Activity:
What you return should be the lines of the data containing "does", each in full.

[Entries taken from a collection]
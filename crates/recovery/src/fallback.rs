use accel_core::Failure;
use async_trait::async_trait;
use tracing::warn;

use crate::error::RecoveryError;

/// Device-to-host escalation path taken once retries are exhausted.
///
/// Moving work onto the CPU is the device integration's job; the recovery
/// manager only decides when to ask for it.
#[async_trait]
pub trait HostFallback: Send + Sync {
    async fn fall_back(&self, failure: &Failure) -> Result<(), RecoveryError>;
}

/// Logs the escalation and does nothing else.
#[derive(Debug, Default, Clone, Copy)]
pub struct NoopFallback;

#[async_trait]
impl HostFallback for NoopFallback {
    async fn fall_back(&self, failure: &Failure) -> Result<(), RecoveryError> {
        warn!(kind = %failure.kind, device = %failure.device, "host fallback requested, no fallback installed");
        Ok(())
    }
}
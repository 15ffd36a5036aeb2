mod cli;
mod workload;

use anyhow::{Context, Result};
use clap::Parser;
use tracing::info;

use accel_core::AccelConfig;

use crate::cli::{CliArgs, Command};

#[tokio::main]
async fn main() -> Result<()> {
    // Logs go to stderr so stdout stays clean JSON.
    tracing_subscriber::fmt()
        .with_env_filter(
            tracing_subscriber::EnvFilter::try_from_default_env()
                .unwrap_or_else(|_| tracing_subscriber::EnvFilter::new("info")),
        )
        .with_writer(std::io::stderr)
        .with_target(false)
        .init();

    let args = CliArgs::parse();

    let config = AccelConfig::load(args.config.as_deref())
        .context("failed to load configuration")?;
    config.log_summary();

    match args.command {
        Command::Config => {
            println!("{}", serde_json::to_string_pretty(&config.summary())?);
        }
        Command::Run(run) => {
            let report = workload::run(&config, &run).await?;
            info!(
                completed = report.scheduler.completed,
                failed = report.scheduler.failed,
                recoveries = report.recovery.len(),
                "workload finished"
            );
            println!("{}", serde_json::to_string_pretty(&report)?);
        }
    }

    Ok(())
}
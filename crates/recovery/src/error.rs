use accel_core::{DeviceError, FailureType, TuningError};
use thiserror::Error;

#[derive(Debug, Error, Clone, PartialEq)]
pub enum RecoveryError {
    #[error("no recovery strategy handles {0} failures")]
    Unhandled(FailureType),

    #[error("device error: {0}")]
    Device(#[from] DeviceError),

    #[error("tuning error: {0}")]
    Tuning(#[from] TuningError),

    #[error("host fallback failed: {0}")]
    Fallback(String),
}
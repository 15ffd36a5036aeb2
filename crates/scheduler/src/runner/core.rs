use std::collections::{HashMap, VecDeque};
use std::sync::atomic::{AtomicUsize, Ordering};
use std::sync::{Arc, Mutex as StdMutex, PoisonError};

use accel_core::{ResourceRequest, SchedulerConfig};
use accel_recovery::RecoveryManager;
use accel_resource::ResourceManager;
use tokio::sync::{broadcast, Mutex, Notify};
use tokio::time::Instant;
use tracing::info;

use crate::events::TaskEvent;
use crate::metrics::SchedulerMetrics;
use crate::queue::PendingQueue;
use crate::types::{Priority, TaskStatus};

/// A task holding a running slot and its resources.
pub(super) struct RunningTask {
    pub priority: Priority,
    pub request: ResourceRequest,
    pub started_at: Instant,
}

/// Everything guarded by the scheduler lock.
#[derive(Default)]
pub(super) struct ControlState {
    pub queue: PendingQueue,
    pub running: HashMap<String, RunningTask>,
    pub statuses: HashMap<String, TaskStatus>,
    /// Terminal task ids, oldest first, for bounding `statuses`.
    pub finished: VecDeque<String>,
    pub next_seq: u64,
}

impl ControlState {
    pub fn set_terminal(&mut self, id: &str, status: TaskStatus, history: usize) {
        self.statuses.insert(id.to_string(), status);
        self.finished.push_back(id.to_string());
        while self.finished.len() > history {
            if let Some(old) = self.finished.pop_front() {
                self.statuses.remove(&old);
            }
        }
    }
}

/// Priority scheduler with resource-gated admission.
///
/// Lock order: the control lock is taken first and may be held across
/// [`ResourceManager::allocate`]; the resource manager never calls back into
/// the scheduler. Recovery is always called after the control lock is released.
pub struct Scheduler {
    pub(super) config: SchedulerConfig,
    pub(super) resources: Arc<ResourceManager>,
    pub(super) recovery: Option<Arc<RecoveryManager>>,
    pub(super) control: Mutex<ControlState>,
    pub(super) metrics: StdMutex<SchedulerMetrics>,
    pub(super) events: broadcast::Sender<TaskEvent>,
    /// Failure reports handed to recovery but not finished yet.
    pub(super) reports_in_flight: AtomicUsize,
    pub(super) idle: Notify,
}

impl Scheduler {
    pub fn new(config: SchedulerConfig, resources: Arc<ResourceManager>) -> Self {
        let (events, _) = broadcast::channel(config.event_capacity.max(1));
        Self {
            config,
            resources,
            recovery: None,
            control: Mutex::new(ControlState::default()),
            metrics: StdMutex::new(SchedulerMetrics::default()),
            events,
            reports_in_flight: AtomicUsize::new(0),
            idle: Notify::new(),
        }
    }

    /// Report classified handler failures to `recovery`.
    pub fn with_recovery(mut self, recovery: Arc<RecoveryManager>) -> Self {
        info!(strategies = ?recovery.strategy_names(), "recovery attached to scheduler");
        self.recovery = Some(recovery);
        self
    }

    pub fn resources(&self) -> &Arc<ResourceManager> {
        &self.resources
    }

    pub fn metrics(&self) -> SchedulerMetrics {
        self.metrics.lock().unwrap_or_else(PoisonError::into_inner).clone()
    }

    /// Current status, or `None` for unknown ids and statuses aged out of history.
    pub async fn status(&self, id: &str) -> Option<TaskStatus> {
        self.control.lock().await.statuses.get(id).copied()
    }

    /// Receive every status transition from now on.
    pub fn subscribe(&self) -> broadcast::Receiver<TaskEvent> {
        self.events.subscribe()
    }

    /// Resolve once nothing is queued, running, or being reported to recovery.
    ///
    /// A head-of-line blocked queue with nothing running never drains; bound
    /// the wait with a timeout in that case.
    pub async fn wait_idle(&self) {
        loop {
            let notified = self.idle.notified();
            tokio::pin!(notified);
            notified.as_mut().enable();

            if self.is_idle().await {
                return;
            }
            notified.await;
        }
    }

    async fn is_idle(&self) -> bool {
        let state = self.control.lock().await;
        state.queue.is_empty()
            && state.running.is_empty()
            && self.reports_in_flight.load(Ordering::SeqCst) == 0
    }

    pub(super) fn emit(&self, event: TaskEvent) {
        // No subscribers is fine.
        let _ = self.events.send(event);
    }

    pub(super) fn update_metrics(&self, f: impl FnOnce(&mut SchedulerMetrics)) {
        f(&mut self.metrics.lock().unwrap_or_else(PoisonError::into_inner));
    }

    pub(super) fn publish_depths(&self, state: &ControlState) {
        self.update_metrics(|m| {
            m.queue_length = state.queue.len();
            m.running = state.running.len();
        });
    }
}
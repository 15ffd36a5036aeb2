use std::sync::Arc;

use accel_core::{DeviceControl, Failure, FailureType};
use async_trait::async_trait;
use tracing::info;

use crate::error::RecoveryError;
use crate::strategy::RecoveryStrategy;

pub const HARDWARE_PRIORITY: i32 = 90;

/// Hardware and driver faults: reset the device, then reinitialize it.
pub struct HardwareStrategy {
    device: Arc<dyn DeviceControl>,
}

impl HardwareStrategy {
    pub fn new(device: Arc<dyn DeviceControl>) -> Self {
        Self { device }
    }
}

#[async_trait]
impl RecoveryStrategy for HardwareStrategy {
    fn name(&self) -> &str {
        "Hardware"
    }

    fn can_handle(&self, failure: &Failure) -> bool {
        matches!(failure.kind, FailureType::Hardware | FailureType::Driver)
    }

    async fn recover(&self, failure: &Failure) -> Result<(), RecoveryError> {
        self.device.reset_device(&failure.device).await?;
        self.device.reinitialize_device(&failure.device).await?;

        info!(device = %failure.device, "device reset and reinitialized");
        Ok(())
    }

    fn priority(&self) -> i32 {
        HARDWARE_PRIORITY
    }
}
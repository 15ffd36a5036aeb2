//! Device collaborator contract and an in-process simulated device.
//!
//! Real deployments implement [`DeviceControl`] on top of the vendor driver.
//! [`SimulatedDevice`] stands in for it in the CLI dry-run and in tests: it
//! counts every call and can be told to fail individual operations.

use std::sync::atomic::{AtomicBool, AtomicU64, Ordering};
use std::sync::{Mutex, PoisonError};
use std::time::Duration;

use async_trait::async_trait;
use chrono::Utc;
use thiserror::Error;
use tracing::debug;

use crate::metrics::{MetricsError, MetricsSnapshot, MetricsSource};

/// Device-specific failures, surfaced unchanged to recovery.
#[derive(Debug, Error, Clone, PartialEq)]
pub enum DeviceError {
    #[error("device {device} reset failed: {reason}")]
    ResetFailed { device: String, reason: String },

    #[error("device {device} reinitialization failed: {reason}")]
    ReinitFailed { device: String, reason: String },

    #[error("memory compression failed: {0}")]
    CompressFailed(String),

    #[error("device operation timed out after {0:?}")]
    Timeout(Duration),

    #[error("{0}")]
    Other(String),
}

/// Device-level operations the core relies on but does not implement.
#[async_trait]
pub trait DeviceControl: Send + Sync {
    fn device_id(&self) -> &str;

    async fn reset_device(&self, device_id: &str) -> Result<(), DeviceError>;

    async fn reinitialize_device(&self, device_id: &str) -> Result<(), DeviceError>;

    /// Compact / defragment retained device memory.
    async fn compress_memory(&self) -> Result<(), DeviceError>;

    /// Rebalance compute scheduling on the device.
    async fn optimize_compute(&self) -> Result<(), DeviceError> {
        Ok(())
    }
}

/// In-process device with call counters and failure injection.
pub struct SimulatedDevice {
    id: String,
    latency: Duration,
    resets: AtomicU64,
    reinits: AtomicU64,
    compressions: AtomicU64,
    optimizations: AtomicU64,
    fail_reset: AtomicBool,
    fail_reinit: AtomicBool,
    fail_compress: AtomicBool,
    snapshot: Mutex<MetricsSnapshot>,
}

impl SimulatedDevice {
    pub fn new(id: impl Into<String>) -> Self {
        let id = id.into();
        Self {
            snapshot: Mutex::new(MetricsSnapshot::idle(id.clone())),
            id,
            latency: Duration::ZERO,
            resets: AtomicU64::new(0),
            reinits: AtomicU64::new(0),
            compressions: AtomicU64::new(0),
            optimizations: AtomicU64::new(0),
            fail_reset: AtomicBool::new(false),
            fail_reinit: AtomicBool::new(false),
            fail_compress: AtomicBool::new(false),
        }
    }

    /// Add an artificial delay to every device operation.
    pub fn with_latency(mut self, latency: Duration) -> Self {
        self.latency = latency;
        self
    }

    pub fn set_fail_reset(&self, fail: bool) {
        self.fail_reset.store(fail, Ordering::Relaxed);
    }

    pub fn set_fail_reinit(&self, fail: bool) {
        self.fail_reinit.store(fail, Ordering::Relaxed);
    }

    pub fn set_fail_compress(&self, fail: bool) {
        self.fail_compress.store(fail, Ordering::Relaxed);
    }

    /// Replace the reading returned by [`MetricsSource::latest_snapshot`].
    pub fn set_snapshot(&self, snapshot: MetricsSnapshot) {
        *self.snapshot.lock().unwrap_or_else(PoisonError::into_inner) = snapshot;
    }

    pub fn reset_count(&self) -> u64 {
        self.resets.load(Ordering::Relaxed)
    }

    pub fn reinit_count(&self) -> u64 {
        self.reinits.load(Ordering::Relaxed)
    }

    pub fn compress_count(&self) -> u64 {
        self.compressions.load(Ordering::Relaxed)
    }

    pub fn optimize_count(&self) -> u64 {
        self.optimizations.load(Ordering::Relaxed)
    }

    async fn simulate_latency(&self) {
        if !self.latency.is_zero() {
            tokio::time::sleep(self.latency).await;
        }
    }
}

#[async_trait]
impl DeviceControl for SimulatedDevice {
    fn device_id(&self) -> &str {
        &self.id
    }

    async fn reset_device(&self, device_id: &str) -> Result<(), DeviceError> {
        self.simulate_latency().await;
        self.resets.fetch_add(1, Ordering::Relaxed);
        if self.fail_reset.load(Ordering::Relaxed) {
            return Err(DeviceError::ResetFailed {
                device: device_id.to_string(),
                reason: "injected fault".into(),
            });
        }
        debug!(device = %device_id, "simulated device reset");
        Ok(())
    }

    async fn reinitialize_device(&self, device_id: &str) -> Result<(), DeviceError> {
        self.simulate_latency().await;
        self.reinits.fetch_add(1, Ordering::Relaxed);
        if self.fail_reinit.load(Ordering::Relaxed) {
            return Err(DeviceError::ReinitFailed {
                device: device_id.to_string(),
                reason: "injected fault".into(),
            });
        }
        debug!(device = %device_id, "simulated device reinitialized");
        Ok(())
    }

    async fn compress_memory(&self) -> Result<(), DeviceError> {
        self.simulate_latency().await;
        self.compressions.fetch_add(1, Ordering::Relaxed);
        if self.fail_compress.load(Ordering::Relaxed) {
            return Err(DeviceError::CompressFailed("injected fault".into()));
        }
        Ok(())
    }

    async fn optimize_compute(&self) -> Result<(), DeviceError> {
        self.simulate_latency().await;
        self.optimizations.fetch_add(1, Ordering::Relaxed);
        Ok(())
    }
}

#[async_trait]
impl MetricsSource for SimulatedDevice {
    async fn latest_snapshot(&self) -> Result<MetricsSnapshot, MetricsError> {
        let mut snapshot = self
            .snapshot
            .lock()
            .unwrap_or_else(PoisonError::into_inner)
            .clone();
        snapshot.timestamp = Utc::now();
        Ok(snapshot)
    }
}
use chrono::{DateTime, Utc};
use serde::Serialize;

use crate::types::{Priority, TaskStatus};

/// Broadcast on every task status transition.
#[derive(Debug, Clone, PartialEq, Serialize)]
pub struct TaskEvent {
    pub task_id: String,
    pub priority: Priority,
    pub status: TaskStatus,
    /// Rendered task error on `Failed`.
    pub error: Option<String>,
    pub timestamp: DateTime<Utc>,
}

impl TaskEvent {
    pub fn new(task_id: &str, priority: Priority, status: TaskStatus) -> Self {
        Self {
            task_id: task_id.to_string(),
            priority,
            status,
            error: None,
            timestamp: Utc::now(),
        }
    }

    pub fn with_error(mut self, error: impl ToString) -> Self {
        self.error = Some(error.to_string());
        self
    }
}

Exercise response:
/// Logs the escalation and does nothing else.
/// Device-level operations the core relies on but does not implement.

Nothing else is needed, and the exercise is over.